Healthbooq unterstützt Eltern mit evidenzgestützter Anleitung zur kognitiven Entwicklung in den frühen Jahren, einschließlich wie sich die Gedächtnis-Kapazität vom Säuglingsalter durch die Vorschulperiode ändert.
Gedächtnis-Typen und ihre Entwicklung
Gedächtnis ist nicht ein einzelnes System. Entwicklungs-Psychologen unterscheiden zwischen mehreren Gedächtnis-Typen, die verschiedene Entwicklungs-Flugbahnen im Säuglingsalter haben.
Implizites Gedächtnis bezieht sich auf Gedächtnis, das durch Veränderungen im Verhalten statt durch bewusste Rückrufung ausgedrückt wird – verfahrenstechnisches Lernen (Wissen, wie man etwas tut), Gewöhnung (reduzierte Reaktion auf einen wiederholten Reiz) und Priming (frühere Exposition, die die aktuelle Verarbeitung beeinflusst). Implizites Gedächtnis ist von Geburt an funktional und sogar davor: Neugeborene gewöhnen sich an wiederholte Reize (stoppen zu reagieren auf einen Ton, der wiederholt präsentiert wird), zeigen Lernen der Stimme der Mutter von prenataler Exposition und zeigen verfahrenstechnisches Lernen von Fütter-Sequenzen in den ersten Tagen des Lebens.

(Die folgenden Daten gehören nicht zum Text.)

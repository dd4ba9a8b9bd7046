//! Training-data collection
//!
//! Sampled camera frames and telemetry are buffered in memory and flushed in
//! batches into an embedded key-value store, one store per flush episode.
//! Everything here runs inline on the step that triggers it.
//!
//! # Store layout
//!
//! Each flush creates a directory named
//! `rid_<route_id>_<month>_<day>_<hour>_<minute>_<second>` (all fields two
//! digit zero-padded) under the configured output directory. Inside, the
//! store holds:
//!
//! - `len`: decimal string count of records in this store
//! - `info_<i>`: three little-endian f32 values - speed (m/s), at-junction
//!   flag (0/1), weather-change indicator - for each zero-padded 5-digit
//!   index `i`
//! - `rgbs_<i>`: raw `H x W x 3` byte image, row-major
//! - `sems_<i>`: raw `H x W` byte image of semantic class tags, row-major

// ---------------------------------------------------------------------------
// IMPORTS
// ---------------------------------------------------------------------------

// External
use byteorder::{LittleEndian, WriteBytesExt};
use chrono::{Datelike, Local, Timelike};
use log::info;
use ndarray::{s, Array2, Array3, Axis, Dimension};
use std::path::PathBuf;
use thiserror::Error;

// ---------------------------------------------------------------------------
// CONSTANTS
// ---------------------------------------------------------------------------

/// Store key under which the record count is written.
pub const STORE_LEN_KEY: &str = "len";

/// Channel of the semantic camera image carrying the class tag.
const SEM_TAG_CHANNEL: usize = 2;

// ---------------------------------------------------------------------------
// DATA STRUCTURES
// ---------------------------------------------------------------------------

/// One sampled telemetry tuple.
#[derive(Debug, Clone, Copy, PartialEq)]
pub struct Telemetry {
    /// Ego vehicle speed.
    ///
    /// Units: meters/second
    pub speed_ms: f32,

    /// True if the ego vehicle is currently inside a junction.
    pub at_junction: bool,

    /// Weather-change indicator echoed from the configuration.
    pub weather_change: f32,
}

/// Buffer of sampled frames awaiting a flush.
///
/// The three sequences are always the same length: a sample appends to all
/// of them or to none, and a flush clears all of them together.
#[derive(Default)]
pub struct FrameBuffer {
    rgbs: Vec<Array3<u8>>,
    sems: Vec<Array2<u8>>,
    info: Vec<Telemetry>,
}

/// Writes buffered frames out to per-episode stores.
#[derive(Debug, Default)]
pub struct DatasetWriter {
    /// Directory under which flush-episode stores are created
    data_save: PathBuf,

    /// Route identifier used in store directory names
    route_id: u32,
}

// ---------------------------------------------------------------------------
// ENUMERATIONS
// ---------------------------------------------------------------------------

/// Possible errors raised during data collection.
#[derive(Debug, Error)]
pub enum CollectorError {
    #[error("Camera frame has {0} channels, expected at least 3")]
    TooFewChannels(usize),

    #[error("Cannot create the store directory: {0}")]
    CannotCreateDir(std::io::Error),

    #[error("Cannot encode telemetry: {0}")]
    EncodeError(std::io::Error),

    #[error("Store error: {0}")]
    StoreError(#[from] sled::Error),
}

// ---------------------------------------------------------------------------
// IMPLEMENTATIONS
// ---------------------------------------------------------------------------

impl Telemetry {
    /// Encode the tuple as three little-endian f32 values.
    pub fn encode(&self) -> Result<Vec<u8>, CollectorError> {
        let mut bytes = Vec::with_capacity(12);
        bytes
            .write_f32::<LittleEndian>(self.speed_ms)
            .map_err(CollectorError::EncodeError)?;
        bytes
            .write_f32::<LittleEndian>(if self.at_junction { 1.0 } else { 0.0 })
            .map_err(CollectorError::EncodeError)?;
        bytes
            .write_f32::<LittleEndian>(self.weather_change)
            .map_err(CollectorError::EncodeError)?;

        Ok(bytes)
    }
}

impl FrameBuffer {
    /// Append one sample to all three sequences.
    ///
    /// The RGB frame is truncated to its first three channels and the
    /// semantic frame reduced to its tag channel. Both input images must be
    /// `H x W x C` with `C >= 3`; anything narrower is rejected before any
    /// of the sequences is touched.
    pub fn push(
        &mut self,
        rgb: &Array3<u8>,
        sem: &Array3<u8>,
        info: Telemetry,
    ) -> Result<(), CollectorError> {
        let rgb_channels = rgb.len_of(Axis(2));
        if rgb_channels < 3 {
            return Err(CollectorError::TooFewChannels(rgb_channels));
        }
        let sem_channels = sem.len_of(Axis(2));
        if sem_channels <= SEM_TAG_CHANNEL {
            return Err(CollectorError::TooFewChannels(sem_channels));
        }

        self.rgbs.push(rgb.slice(s![.., .., ..3]).to_owned());
        self.sems.push(sem.index_axis(Axis(2), SEM_TAG_CHANNEL).to_owned());
        self.info.push(info);

        Ok(())
    }

    /// Number of buffered samples.
    pub fn len(&self) -> usize {
        self.info.len()
    }

    /// True if no samples are buffered.
    pub fn is_empty(&self) -> bool {
        self.info.is_empty()
    }

    /// Drop all buffered samples.
    pub fn clear(&mut self) {
        self.rgbs.clear();
        self.sems.clear();
        self.info.clear();
    }
}

impl DatasetWriter {
    /// Create a writer placing stores under `data_save`.
    pub fn new(data_save: PathBuf, route_id: u32) -> Self {
        DatasetWriter {
            data_save,
            route_id,
        }
    }

    /// Write all buffered samples into a fresh store and clear the buffer.
    ///
    /// Writes one `len` marker plus three records per buffered sample. The
    /// buffer is only cleared once the store has been fully written and
    /// flushed to disk. Returns the path of the store that was written.
    pub fn flush(&self, buffer: &mut FrameBuffer) -> Result<PathBuf, CollectorError> {
        let now = Local::now();
        let store_path = self.data_save.join(format!(
            "rid_{:02}_{:02}_{:02}_{:02}_{:02}_{:02}",
            self.route_id,
            now.month(),
            now.day(),
            now.hour(),
            now.minute(),
            now.second()
        ));

        if !store_path.exists() {
            std::fs::create_dir_all(&store_path).map_err(CollectorError::CannotCreateDir)?;
            info!("======> Saving to {:?}", store_path);
        }

        let db = sled::open(&store_path)?;
        let count = buffer.info.len();

        db.insert(STORE_LEN_KEY, count.to_string().as_bytes())?;

        for i in 0..count {
            db.insert(format!("info_{:05}", i).as_bytes(), buffer.info[i].encode()?)?;
            db.insert(
                format!("rgbs_{:05}", i).as_bytes(),
                frame_bytes(&buffer.rgbs[i]),
            )?;
            db.insert(
                format!("sems_{:05}", i).as_bytes(),
                frame_bytes(&buffer.sems[i]),
            )?;
        }

        db.flush()?;
        buffer.clear();

        Ok(store_path)
    }
}

// ---------------------------------------------------------------------------
// PRIVATE FUNCTIONS
// ---------------------------------------------------------------------------

/// Copy an image array out as raw row-major bytes.
fn frame_bytes<D: Dimension>(frame: &ndarray::Array<u8, D>) -> Vec<u8> {
    frame.iter().copied().collect()
}

// ---------------------------------------------------------------------------
// TESTS
// ---------------------------------------------------------------------------
//! # Simulator interface crate.
//!
//! Provides the types and trait seams between the expert agent and its
//! external collaborators: the leaderboard harness which delivers sensor
//! readings, the simulated world, and the basic-agent planner.

// ------------------------------------------------------------------------------------------------
// MODULES
// ------------------------------------------------------------------------------------------------

/// Vehicle control command definitions
pub mod control;

/// Global route plan handed over by the harness at setup
pub mod route;

/// Sensor descriptors and per-step sensor frames
pub mod sensor;

/// World, actor provider and planner trait seams
pub mod world;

Wiedererkennungs-Gedächtnis – die Fähigkeit, einen vorher gesehenen oder gehörten Reiz als vertraut zu identifizieren – ist auch früh vorhanden und ist erheblich raffinierter als viele Leute erwarten. Klassische Gewöhnungs-Paradigmen, in denen Säuglinge mit einem Reiz gezeigt werden, bis sie das Interesse verlieren und dann einem neuen Reiz neben dem vertrauten gezeigt werden, zeigen, dass sogar Neugeborene sich bevorzugt zu dem neuen Reiz orientieren – demonstrierend, dass sie den vertrauten als etwas bereits Gesehenes erkennen. Mit zwei bis drei Monaten erkennen Säuglinge das Gesicht des primären Betreuers zuverlässig über einen Bereich von Kontexten.
Rückruf-Gedächtnis: Eine spätere Leistung
Rückruf-Gedächtnis – die aktive Wiederherstellung eines abwesenden Reizes vom Gedächtnis – entwickelt sich später als Wiedererkennung und ist erheblich kognitiv anspruchsvoller. Früher Rückruf wird durch aufgeschobene Imitation demonstriert: Zwischen neun und zwölf Monaten können Säuglinge eine Aktion reproduzieren, die sie in einer vorherigen Sitzung beobachteten – demonstrierend, dass sie eine mentale Darstellung über eine Verzögerung hinweg behalten und abrufen können. Die Kapazität für aufgeschobene Imitation über zunehmend Verzögerungen entwickelt sich über das erste und zweite Jahr.
Mit zwölf bis achtzehn Monaten etabliert sich das Rückruf-Gedächtnis als Grundlage für frühe Sprachakquisition – der Säugling speichert Darstellungen von Objekten und assoziiert Wörter damit. Mit zwei Jahren können Kleinkinder Ereignisse, die vor Tagen oder sogar Wochen passierten, abrufen und erzählen, besonders Ereignisse mit emotionaler Signifikanz oder Neuheit.
Autobiografisches Gedächtnis und Säuglings-Amnesie
Autobiografisches Gedächtnis – die Kapazität, bestimmte persönliche Episoden, bewusst, als Ereignisse in der eigenen Vergangenheit zu erinnern – ist der Gedächtnis-Typ, der am relevantesten für die populäre Frage ist, was junge Kinder „erinnern". Diese Form von Gedächtnis erfordert nicht nur die Kapazität, ein episodisches Gedächtnis zu rufen, sondern auch ein Sinn von sich als weiteres Wesen im Laufe der Zeit, und Sprache als organisierendes Gerüst für narrative Gedächtnis.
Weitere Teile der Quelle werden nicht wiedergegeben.